Building on our previous machine learning models that achieved AUCs of 0.71-0.93 using EHR data, we will enhance prediction accuracy by integrating molecular features. The model will sequentially incorporate polygenic risk scores, an isoTWAS-derived transcriptomic index, and OmicsPred-imputed molecular traits. This approach requires only a single historical blood draw for genotyping, from which we can impute over 17,000 molecular traits. We will develop three classification approaches: distinguishing suicide-related behaviors from population controls, from psychiatric controls, and a multi-class model differentiating all three groups. Model performance will be optimized across 6, 12, and 18-month prediction windows through Bayesian hyperparameter tuning and evaluated using both XGBoost with local feature selection methods and a Super Learner (stacked ensemble) model combining six base algorithms.
For therapeutic discovery, we will implement three complementary drug repurposing strategies. Network-based analyses will identify drug candidates using gene modules and protein interaction networks. We will construct these networks using both dynamically regulated gene co-expression modules (identified through Independent Component Analysis) and protein-protein interactions (mapped using Root Noise Model). Signature-based methods will match compounds whose expression signatures oppose suicide-associated transcriptional patterns, while MAGMA will prioritize drugs targeting genes with strong genetic associations. This three-pronged approach, applied across both datasets, will identify compounds with converging evidence from network topology, transcriptional responses, and genetic associations.

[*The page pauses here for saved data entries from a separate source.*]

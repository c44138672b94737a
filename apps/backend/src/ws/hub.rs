//! Connection registry: routes broker outboxes to live sessions.

use actix::prelude::*;
use dashmap::DashMap;
use uuid::Uuid;

use super::broker::Outbox;
use super::protocol::ServerMsg;

#[derive(Message, Clone)]
#[rtype(result = "()")]
pub struct Push(pub ServerMsg);

#[derive(Default)]
pub struct ConnectionRegistry {
    connections: DashMap<Uuid, Recipient<Push>>,
}

impl ConnectionRegistry {
    pub fn new() -> Self {
        Self {
            connections: DashMap::new(),
        }
    }

    pub fn register(&self, conn_id: Uuid, recipient: Recipient<Push>) {
        self.connections.insert(conn_id, recipient);
    }

    pub fn unregister(&self, conn_id: Uuid) {
        self.connections.remove(&conn_id);
    }

    /// Deliver an outbox; messages for connections that already went away
    /// are dropped silently.
    pub fn deliver(&self, outbox: Outbox) {
        for (conn_id, msg) in outbox {
            if let Some(recipient) = self.connections.get(&conn_id) {
                let _ = recipient.do_send(Push(msg));
            }
        }
    }
}
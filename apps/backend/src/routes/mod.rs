pub mod health;
pub mod realtime;

use actix_web::web;

pub fn configure(cfg: &mut web::ServiceConfig) {
    cfg.route("/health", web::get().to(health::health))
        .route("/ws", web::get().to(realtime::upgrade));
}
// Copyright (c) 2026 rezky_nightky

use std::io::IsTerminal;
use std::time::Duration;

use clap::Parser;

use crate::rain::Settings;

pub const DEFAULT_FRAME_DELAY_MS: u64 = 80;
pub const DEFAULT_QUIT_KEY: char = 'q';

pub fn color_enabled_stdout() -> bool {
    if std::env::var_os("NO_COLOR").is_some() {
        return false;
    }
    if matches!(std::env::var("CLICOLOR").ok().as_deref(), Some("0")) {
        return false;
    }
    std::io::stdout().is_terminal()
}

#[derive(Parser, Debug, Clone)]
#[command(
    name = "rainterm",
    about = "Digital rain with a live clock for the terminal",
    disable_version_flag = true,
    allow_negative_numbers = true
)]
pub struct Args {
    #[arg(
        value_name = "DELAY_MS",
        help = "Frame delay in milliseconds (default 80)"
    )]
    pub delay: Option<String>,

    /// Anything past the delay; only here so it can be reported as usage.
    #[arg(hide = true, trailing_var_arg = true, allow_hyphen_values = true)]
    pub extra: Vec<String>,

    #[arg(
        short = 'k',
        long = "quit-key",
        default_value_t = DEFAULT_QUIT_KEY,
        help = "Key that stops the rain"
    )]
    pub quit_key: char,

    #[arg(long = "info", short = 'i', help = "Print version info and exit")]
    pub info: bool,

    #[arg(long = "version", short = 'v', help = "Print version and exit")]
    pub version: bool,
}

/// What the command line asks for.
#[derive(Clone, Debug, PartialEq, Eq)]
pub enum Launch {
    Run(Settings),
    /// Print usage and exit with this code.
    Usage(i32),
}

pub fn interpret(args: &Args) -> Launch {
    if !args.extra.is_empty() {
        return Launch::Usage(0);
    }

    let delay_ms = match args.delay.as_deref() {
        None => DEFAULT_FRAME_DELAY_MS,
        Some(raw) => match raw.trim().parse::<u64>() {
            Ok(ms) => ms,
            Err(_) => return Launch::Usage(1),
        },
    };

    Launch::Run(Settings {
        frame_delay: Duration::from_millis(delay_ms),
        quit_key: args.quit_key,
    })
}

pub fn usage_text(quit_key: char) -> String {
    format!(
        "USAGE:\n  rainterm [frame delay in milliseconds]\n\nNo arguments required. Default frame delay is {} ms.\nHit '{}' to exit.\n",
        DEFAULT_FRAME_DELAY_MS, quit_key
    )
}

pub fn print_usage(quit_key: char) {
    let text = usage_text(quit_key);
    if color_enabled_stdout() {
        if let Some(rest) = text.strip_prefix("USAGE:") {
            print!("\x1b[1;36mUSAGE:\x1b[0m{}", rest);
            return;
        }
    }
    print!("{}", text);
}

#[cfg(test)]
mod tests {
    use super::*;

    fn launch(argv: &[&str]) -> Launch {
        let mut full = vec!["rainterm"];
        full.extend_from_slice(argv);
        interpret(&Args::try_parse_from(full).unwrap())
    }

    #[test]
    fn no_args_uses_default_delay() {
        assert_eq!(
            launch(&[]),
            Launch::Run(Settings {
                frame_delay: Duration::from_millis(80),
                quit_key: 'q',
            })
        );
    }

    #[test]
    fn delay_override() {
        match launch(&["30"]) {
            Launch::Run(s) => assert_eq!(s.frame_delay, Duration::from_millis(30)),
            other => panic!("unexpected {:?}", other),
        }
    }

    #[test]
    fn too_many_args_is_usage_with_success() {
        assert_eq!(launch(&["10", "20"]), Launch::Usage(0));
        assert_eq!(launch(&["10", "20", "30"]), Launch::Usage(0));
    }

    #[test]
    fn bad_delay_is_usage_with_failure() {
        assert_eq!(launch(&["fast"]), Launch::Usage(1));
        assert_eq!(launch(&["-5"]), Launch::Usage(1));
        assert_eq!(launch(&["1.5"]), Launch::Usage(1));
    }

    #[test]
    fn quit_key_override() {
        match launch(&["-k", "x", "40"]) {
            Launch::Run(s) => {
                assert_eq!(s.quit_key, 'x');
                assert_eq!(s.frame_delay, Duration::from_millis(40));
            }
            other => panic!("unexpected {:?}", other),
        }
    }

    #[test]
    fn multi_char_quit_key_is_rejected_by_parser() {
        assert!(Args::try_parse_from(["rainterm", "--quit-key", "qq"]).is_err());
    }

    #[test]
    fn usage_mentions_default_and_key() {
        let text = usage_text('q');
        assert!(text.contains("80 ms"));
        assert!(text.contains("'q'"));
    }
}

Success metrics include: identification of tissue-specific regulatory mechanisms through isoTWAS, improved predictive performance through molecular feature integration, and discovery of drug repurposing candidates supported by multiple lines of evidence. The resulting molecular risk assessment tool will require only a single genetic sample and integrate with existing clinical workflows, while the drug repurposing framework may identify compounds for therapeutic development.